Le cycle de la basilique d’Assise
Une grande partie du livre-album est naturellement consacrée au cycle de la basilique d’Assise, vingt-huit scènes reproduites dans leur ensemble et détaillées dans des planches particulières, assorties, en regard, d’un lumineux commentaire. Le parcours est connu (à Paris a été exposée, il y a peu, une reconstitution grandeur nature), mais nous aimons toujours à le suivre : la rencontre du « simple », le don du manteau, la prière à saint Damien, la renonciation aux biens paternels, le songe d’Innocent III…, jusqu’au miracle des stigmates et la mort du saint.
Magnifique itinéraire – à un double niveau – que le commentateur résume brillamment : « Sous le pinceau de Giotto, François apparaît comme un homme de partage : d’un geste, d’un regard, il communie avec les créatures […], il est constamment en relation, en communion, chaleureusement avec les êtres les plus modestes, généreusement avec ses semblables, et humblement avec le Très-Haut. »
La célébration de l’Assisiate par Giotto ne se limite pas à la série de peintures qui ornent la basilique supérieure d’Assise. Le musée du Louvre (grâce aux armées napoléoniennes !) conserve un magnifique retable dédié à saint François : une pala de plus de trois mètres de hauteur, peinte sur bois, non datée, mais, fait rarissime, signée. La scène principale reprend le miracle des stigmates et, au-dessous, en forme de prédelle, trois représentations en mineur, dont une étonnante prédication aux oiseaux, véritable chef d’œuvre de délicatesse et de réalisme d’où se détache, sublime, « l’homme qui parle de Dieu aux oiseaux, l’homme qui reçoit le sceau divin dans le lieu le plus déshérité qui soit ».
D’Assise à Florence
La troisième partie du livre nous ramène à Assise, dans le transept de la basilique inférieure cette fois que Giotto, aidé de ses élèves (ou remplacé par eux), a décoré de diverses allégories, telles celle de la Chasteté, peut-être la plus touchante, détaillée ici sur plusieurs pages, ou celle de la Pauvreté « le vœu le plus spécifique à l’ordre des Mineurs – mais également problématique et âprement débattu », écrit Feuillet.
Le dialogue s’achève à Florence, la ville du peintre, dans l’église de Santa Croce où, à la demande d’un riche bourgeois de la cité, Ridolfo de’ Bardi, Giotto, au sommet de sa gloire et de son art, décore une chapelle, la première à droite.

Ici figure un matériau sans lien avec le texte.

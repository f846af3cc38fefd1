use std::collections::BTreeMap;

use crate::config::TableNames;
use crate::error::StoreError;
use crate::record::{
    is_migrated_id, AccessTokenRecord, AccessTokenUpdate, RefreshTokenRecord, RefreshTokenUpdate,
};

/// Persistence boundary of a migration run.
///
/// Record reads return at most `limit` rows ordered by `token_id`; a limit of
/// zero returns nothing. Each update rewrites one row keyed by its old id as
/// a single atomic unit.
pub trait MigrationStore {
    /// # Errors
    /// Returns [`StoreError::Backend`] when the backend query fails.
    fn count_unmigrated_access_tokens(&self) -> Result<usize, StoreError>;

    /// # Errors
    /// Returns [`StoreError::Backend`] when the backend query fails.
    fn count_migrated_access_tokens(&self) -> Result<usize, StoreError>;

    /// # Errors
    /// Returns [`StoreError::Backend`] when the backend query fails.
    fn count_unmigrated_refresh_tokens(&self) -> Result<usize, StoreError>;

    /// # Errors
    /// Returns [`StoreError::Backend`] when the backend query fails.
    fn count_migrated_refresh_tokens(&self) -> Result<usize, StoreError>;

    /// # Errors
    /// Returns [`StoreError::Backend`] when the backend query fails.
    fn unmigrated_access_token_records(&self, limit: usize) -> Result<Vec<AccessTokenRecord>, StoreError>;

    /// # Errors
    /// Returns [`StoreError::Backend`] when the backend query fails.
    fn migrated_access_token_records(&self, limit: usize) -> Result<Vec<AccessTokenRecord>, StoreError>;

    /// # Errors
    /// Returns [`StoreError::Backend`] when the backend query fails.
    fn unmigrated_refresh_token_records(&self, limit: usize) -> Result<Vec<RefreshTokenRecord>, StoreError>;

    /// # Errors
    /// Returns [`StoreError::Backend`] when the backend query fails.
    fn migrated_refresh_token_records(&self, limit: usize) -> Result<Vec<RefreshTokenRecord>, StoreError>;

    /// Delete every refresh token row, returning how many were removed.
    ///
    /// # Errors
    /// Returns [`StoreError::Backend`] when the delete fails.
    fn clear_refresh_tokens(&mut self) -> Result<usize, StoreError>;

    /// # Errors
    /// Returns [`StoreError::RowNotFound`] when no row has the old id.
    fn update_access_token(&mut self, update: AccessTokenUpdate<'_>) -> Result<(), StoreError>;

    /// # Errors
    /// Returns [`StoreError::RowNotFound`] when no row has the old id.
    fn update_refresh_token(&mut self, update: RefreshTokenUpdate<'_>) -> Result<(), StoreError>;
}

impl<S: MigrationStore + ?Sized> MigrationStore for &mut S {
    fn count_unmigrated_access_tokens(&self) -> Result<usize, StoreError> {
        (**self).count_unmigrated_access_tokens()
    }

    fn count_migrated_access_tokens(&self) -> Result<usize, StoreError> {
        (**self).count_migrated_access_tokens()
    }

    fn count_unmigrated_refresh_tokens(&self) -> Result<usize, StoreError> {
        (**self).count_unmigrated_refresh_tokens()
    }

    fn count_migrated_refresh_tokens(&self) -> Result<usize, StoreError> {
        (**self).count_migrated_refresh_tokens()
    }

    fn unmigrated_access_token_records(&self, limit: usize) -> Result<Vec<AccessTokenRecord>, StoreError> {
        (**self).unmigrated_access_token_records(limit)
    }

    fn migrated_access_token_records(&self, limit: usize) -> Result<Vec<AccessTokenRecord>, StoreError> {
        (**self).migrated_access_token_records(limit)
    }

    fn unmigrated_refresh_token_records(&self, limit: usize) -> Result<Vec<RefreshTokenRecord>, StoreError> {
        (**self).unmigrated_refresh_token_records(limit)
    }

    fn migrated_refresh_token_records(&self, limit: usize) -> Result<Vec<RefreshTokenRecord>, StoreError> {
        (**self).migrated_refresh_token_records(limit)
    }

    fn clear_refresh_tokens(&mut self) -> Result<usize, StoreError> {
        (**self).clear_refresh_tokens()
    }

    fn update_access_token(&mut self, update: AccessTokenUpdate<'_>) -> Result<(), StoreError> {
        (**self).update_access_token(update)
    }

    fn update_refresh_token(&mut self, update: RefreshTokenUpdate<'_>) -> Result<(), StoreError> {
        (**self).update_refresh_token(update)
    }
}

/// Map-backed store with the same id-shape semantics as the SQL backend.
#[derive(Debug, Clone, Default)]
pub struct InMemoryMigrationStore {
    tables: TableNames,
    access_tokens: BTreeMap<String, AccessTokenRecord>,
    refresh_tokens: BTreeMap<String, RefreshTokenRecord>,
}

impl InMemoryMigrationStore {
    #[must_use]
    pub fn new() -> Self {
        Self::default()
    }

    /// # Errors
    /// Returns [`StoreError::Backend`] when the id is already present.
    pub fn insert_access_token(&mut self, record: AccessTokenRecord) -> Result<(), StoreError> {
        if self.access_tokens.contains_key(&record.token_id) {
            return Err(duplicate(self.tables.access_token(), &record.token_id));
        }
        self.access_tokens.insert(record.token_id.clone(), record);
        Ok(())
    }

    /// # Errors
    /// Returns [`StoreError::Backend`] when the id is already present.
    pub fn insert_refresh_token(&mut self, record: RefreshTokenRecord) -> Result<(), StoreError> {
        if self.refresh_tokens.contains_key(&record.token_id) {
            return Err(duplicate(self.tables.refresh_token(), &record.token_id));
        }
        self.refresh_tokens.insert(record.token_id.clone(), record);
        Ok(())
    }

    #[must_use]
    pub fn access_token(&self, token_id: &str) -> Option<&AccessTokenRecord> {
        self.access_tokens.get(token_id)
    }

    #[must_use]
    pub fn refresh_token(&self, token_id: &str) -> Option<&RefreshTokenRecord> {
        self.refresh_tokens.get(token_id)
    }

    pub fn access_tokens(&self) -> impl Iterator<Item = &AccessTokenRecord> {
        self.access_tokens.values()
    }

    pub fn refresh_tokens(&self) -> impl Iterator<Item = &RefreshTokenRecord> {
        self.refresh_tokens.values()
    }
}

fn duplicate(table: &str, token_id: &str) -> StoreError {
    StoreError::Backend(format!("duplicate token_id {token_id} in {table}"))
}

fn select<'a, R: 'a>(
    rows: impl Iterator<Item = (&'a String, &'a R)>,
    migrated: bool,
    limit: usize,
) -> Vec<R>
where
    R: Clone,
{
    rows.filter(|(token_id, _)| is_migrated_id(token_id) == migrated)
        .take(limit)
        .map(|(_, record)| record.clone())
        .collect()
}

fn count<'a>(ids: impl Iterator<Item = &'a String>, migrated: bool) -> usize {
    ids.filter(|token_id| is_migrated_id(token_id) == migrated).count()
}

/// Move a row from `old_id` to `new_id`, refusing to overwrite another row.
fn rekey<R>(
    rows: &mut BTreeMap<String, R>,
    table: &str,
    old_id: &str,
    new_id: &str,
) -> Result<R, StoreError> {
    if old_id != new_id && rows.contains_key(new_id) {
        return Err(duplicate(table, new_id));
    }
    rows.remove(old_id).ok_or_else(|| StoreError::RowNotFound {
        table: table.to_string(),
        token_id: old_id.to_string(),
    })
}

impl MigrationStore for InMemoryMigrationStore {
    fn count_unmigrated_access_tokens(&self) -> Result<usize, StoreError> {
        Ok(count(self.access_tokens.keys(), false))
    }

    fn count_migrated_access_tokens(&self) -> Result<usize, StoreError> {
        Ok(count(self.access_tokens.keys(), true))
    }

    fn count_unmigrated_refresh_tokens(&self) -> Result<usize, StoreError> {
        Ok(count(self.refresh_tokens.keys(), false))
    }

    fn count_migrated_refresh_tokens(&self) -> Result<usize, StoreError> {
        Ok(count(self.refresh_tokens.keys(), true))
    }

    fn unmigrated_access_token_records(&self, limit: usize) -> Result<Vec<AccessTokenRecord>, StoreError> {
        Ok(select(self.access_tokens.iter(), false, limit))
    }

    fn migrated_access_token_records(&self, limit: usize) -> Result<Vec<AccessTokenRecord>, StoreError> {
        Ok(select(self.access_tokens.iter(), true, limit))
    }

    fn unmigrated_refresh_token_records(&self, limit: usize) -> Result<Vec<RefreshTokenRecord>, StoreError> {
        Ok(select(self.refresh_tokens.iter(), false, limit))
    }

    fn migrated_refresh_token_records(&self, limit: usize) -> Result<Vec<RefreshTokenRecord>, StoreError> {
        Ok(select(self.refresh_tokens.iter(), true, limit))
    }

    fn clear_refresh_tokens(&mut self) -> Result<usize, StoreError> {
        let cleared = self.refresh_tokens.len();
        self.refresh_tokens.clear();
        Ok(cleared)
    }

    fn update_access_token(&mut self, update: AccessTokenUpdate<'_>) -> Result<(), StoreError> {
        let mut record = rekey(
            &mut self.access_tokens,
            self.tables.access_token(),
            update.old_token_id,
            update.new_token_id,
        )?;
        record.token_id = update.new_token_id.to_string();
        record.refresh_token = update.new_refresh_token.map(str::to_string);
        record.token = update.token.to_vec();
        record.authentication = update.authentication.to_vec();
        self.access_tokens.insert(record.token_id.clone(), record);
        Ok(())
    }

    fn update_refresh_token(&mut self, update: RefreshTokenUpdate<'_>) -> Result<(), StoreError> {
        let mut record = rekey(
            &mut self.refresh_tokens,
            self.tables.refresh_token(),
            update.old_token_id,
            update.new_token_id,
        )?;
        record.token_id = update.new_token_id.to_string();
        record.token = update.token.to_vec();
        record.authentication = update.authentication.to_vec();
        self.refresh_tokens.insert(record.token_id.clone(), record);
        Ok(())
    }
}

#[cfg(test)]
mod tests {
    use super::*;

    fn access(token_id: &str) -> AccessTokenRecord {
        AccessTokenRecord { token_id: token_id.to_string(), ..AccessTokenRecord::default() }
    }

    fn refresh(token_id: &str) -> RefreshTokenRecord {
        RefreshTokenRecord { token_id: token_id.to_string(), ..RefreshTokenRecord::default() }
    }

    fn seeded() -> InMemoryMigrationStore {
        let mut store = InMemoryMigrationStore::new();
        for token_id in ["c-3", "a-1", "b-2", "migrated"] {
            store
                .insert_access_token(access(token_id))
                .unwrap_or_else(|err| panic!("seed {token_id}: {err}"));
        }
        store.insert_refresh_token(refresh("r-1")).unwrap_or_else(|err| panic!("seed: {err}"));
        store
    }

    #[test]
    fn counts_and_reads_follow_the_id_shape() -> Result<(), StoreError> {
        let store = seeded();
        assert_eq!(store.count_unmigrated_access_tokens()?, 3);
        assert_eq!(store.count_migrated_access_tokens()?, 1);

        let page: Vec<_> = store
            .unmigrated_access_token_records(2)?
            .into_iter()
            .map(|record| record.token_id)
            .collect();
        assert_eq!(page, vec!["a-1", "b-2"]);
        assert!(store.unmigrated_access_token_records(0)?.is_empty());
        assert_eq!(store.migrated_access_token_records(10)?.len(), 1);
        Ok(())
    }

    #[test]
    fn update_rekeys_the_row() -> Result<(), StoreError> {
        let mut store = seeded();
        store.update_access_token(AccessTokenUpdate {
            old_token_id: "a-1",
            new_token_id: "aa11",
            new_refresh_token: Some("ff00"),
            token: b"t",
            authentication: b"a",
        })?;

        assert!(store.access_token("a-1").is_none());
        let record = store.access_token("aa11").unwrap_or_else(|| panic!("row should move"));
        assert_eq!(record.refresh_token.as_deref(), Some("ff00"));
        assert_eq!(record.user_name, None);
        assert_eq!(store.count_migrated_access_tokens()?, 2);
        Ok(())
    }

    #[test]
    fn updating_a_missing_row_is_row_not_found() {
        let mut store = seeded();
        let err = store
            .update_refresh_token(RefreshTokenUpdate {
                old_token_id: "nope-1",
                new_token_id: "abcd",
                token: b"t",
                authentication: b"a",
            })
            .err();
        assert!(
            matches!(&err, Some(StoreError::RowNotFound { table, token_id })
                if table == "oauth_refresh_token" && token_id == "nope-1"),
            "got {err:?}"
        );
    }

    #[test]
    fn update_never_overwrites_another_row() {
        let mut store = seeded();
        let err = store
            .update_access_token(AccessTokenUpdate {
                old_token_id: "a-1",
                new_token_id: "migrated",
                new_refresh_token: None,
                token: b"t",
                authentication: b"a",
            })
            .err();
        assert!(matches!(err, Some(StoreError::Backend(_))), "got {err:?}");
        assert!(store.access_token("a-1").is_some());
    }

    #[test]
    fn clear_removes_every_refresh_token() -> Result<(), StoreError> {
        let mut store = seeded();
        assert_eq!(store.clear_refresh_tokens()?, 1);
        assert_eq!(store.count_unmigrated_refresh_tokens()?, 0);
        assert_eq!(store.count_migrated_refresh_tokens()?, 0);
        Ok(())
    }
}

La vie de François se déploie à nouveau devant nous, avec plus de solennité et de grandeur. Au total sept scènes, choisies parmi les vingt-huit storie d’Assise. La sobriété caractéristique de l’artiste se combine avec une nouvelle éloquence annonciatrice de l’humanisme à venir.
Un propos juste et inspiré
Le corpus fait sens, comme le dit l’auteur dans sa conclusion : « L’ensemble des œuvres de Giotto frappe par sa richesse, mais aussi par sa cohérence » (fût-elle dialectique). Au-dessus des querelles théologiques ou politiques, au-delà des exigences contradictoires des commanditaires, Giotto a su trouver les solutions pour traduire l’idéal franciscain sans renier les exigences de l’art.
La force du message spirituel jointe à la perfection de la réalisation picturale nous ramène à l’essence de la peinture : le visible tendu vers l’invisible et l’invisible en acte dans le visible.
Cette ultime analyse due à Michel Feuillet situe son propos à la hauteur de ses modèles. Pour parler d’un saint parmi les plus charismatiques et d’un peintre parmi les plus admirés, il fallait au commentateur trouver une parole juste et inspirée. Il y est parvenu.
Yves Stalloni
• Michel Feuillet, « François d’Assise selon Giotto », Desclée de Brouwer, 160 p., 2015.